Another case, a young man about 21 years of age. About three weeks ago he said he had a cold and his doctor called it the flu.” Said he thought he had gotten over the actual cold, but still felt depressed. A week ago last Monday he felt dizzy, became very nervous and fearful and tremulous all over. He had a slight sore throat and was convinced that he had a streptococcic sore throat. He saw his doctor who assured him that there was nothing the matter with him, and then he became quite certain that he had pneumonia and thought that he was in danger of dying.

He again went to see his doctor, who took his temperature and again assured him that there was no foundation for his fear that he had pneumonia. His apprehensiveness still remained; said it was a very distressing fear of the unknown that something terrible might happen to him, thought he might possibly even lose his mind. He had a peculiar quivering in the pit of his stomach, his appetite was poor and he was slightly nauseated, and his bowels became quite loose.

He mental state was such that he consulted a professor of psychology at his university, who told him that his trouble was due to certain complexes and that he needed a thorough psychological house-cleaning; advised him to see a psychiatrist and undergo a psychoanalysis.

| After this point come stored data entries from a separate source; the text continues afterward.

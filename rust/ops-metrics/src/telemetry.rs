use once_cell::sync::OnceCell;
use tracing_subscriber::{fmt, EnvFilter};

static INIT: OnceCell<()> = OnceCell::new();

/// Installs the global fmt subscriber once; `RUST_LOG` overrides the `info` default.
pub fn init_tracing() {
    let _ = INIT.get_or_init(|| {
        let filter = EnvFilter::try_from_default_env().unwrap_or_else(|_| EnvFilter::new("info"));
        fmt().with_env_filter(filter).with_target(false).init();
    });
}
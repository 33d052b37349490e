use crate::{config::AppConfig, db::AnalyticsClient, query::AnalyticsEngine};
use std::sync::Arc;

#[derive(Clone)]
pub struct AppState {
    pub config: Arc<AppConfig>,
    pub client: Arc<AnalyticsClient>,
    pub engine: AnalyticsEngine,
}

impl AppState {
    pub fn new(config: Arc<AppConfig>, client: Arc<AnalyticsClient>) -> Self {
        let engine = AnalyticsEngine::new(Arc::clone(&client), Arc::clone(&config));
        Self {
            config,
            client,
            engine,
        }
    }
}
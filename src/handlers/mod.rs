mod orders;
mod webhook;

pub use orders::*;
pub use webhook::*;

use axum::{
    routing::{get, post},
    Router,
};

use crate::state::AppState;

async fn liveness() -> &'static str {
    "Pen inventory backend is live."
}

pub fn router() -> Router<AppState> {
    Router::new()
        .route("/", get(liveness))
        .route("/temp-save", post(temp_save))
        .route("/temp-order/{temp_order_id}", get(get_temp_order))
        .route("/log", post(log_order))
        .route("/payment-webhook", post(payment_webhook))
}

He informed him that he would require from two to four seances him that he would require from two to four seances a week with a psychiatrist, and to be prepared to undergo this psycho-analytical treatment for about six, months, and he should be prepared to spend considerable money for his treatment. He talked the matter over with his physician, who is a surgeon, and admitted to me he was as much bewildered with the case as the patient himself.

The young man was referred to me day before yesterday. I allowed him to go ahead and talk freely, and he disclosed many symptoms, but through the maze of them the outline of Gelsemium could be discerned. I gave him all the assurance I could in an endeavor to calm his fears, and then gave him a little Gelsemium and told him to take it four or five times during the day.

The next day, that was yesterday, almost all of his symptoms had disappeared. He called me on the phone about 9 oclock last night and stated that he had been free of most of his symptoms the greater part of the day and did not see the need for taking more medicine, but after dinner he felt nervous and tremulous. I told him to take another dose of the medicine.

Today he came into my office whilst I was in the throes of penning this ponderous epistle; he was almost entirely free of his symptoms. Said he had a awakened about 5 oclock this morning and had dozed off to sleep again and them awoke about 8 oclock with a slight headache and an unpleasant taste in his mouth. Later in the morning he was constipated. His appetite for breakfast was poor and he felt slightly nauseated. I thought it looked like Nux and so prescribed.

Had I not had the sheet-anchor of homoeopathy to tie up to, I no doubt would have wallowed around in a sea of doubt dragging the patient around with me. The point I wish to make here, of course, is that there was no need to prescribe the sedatives as is almost invariably done with the old school; neither was the patient subjected to a long expensive siege of psychoanalysis. In my opinion a psychoneurosis was nipped in the bud by homoeopathic treatment.

“There is a tide in the affairs of men which if taken at the flood leads on to fortune; neglected, all the voyage of our lives is spent in shallows and and in miseries.” This might well be restated as follows: There is a remedy for the diseases of men which if taken according to the laws of homoeopathy leads back to health; omitted, all the rest of our lives is spent in complaining and in doctors offices.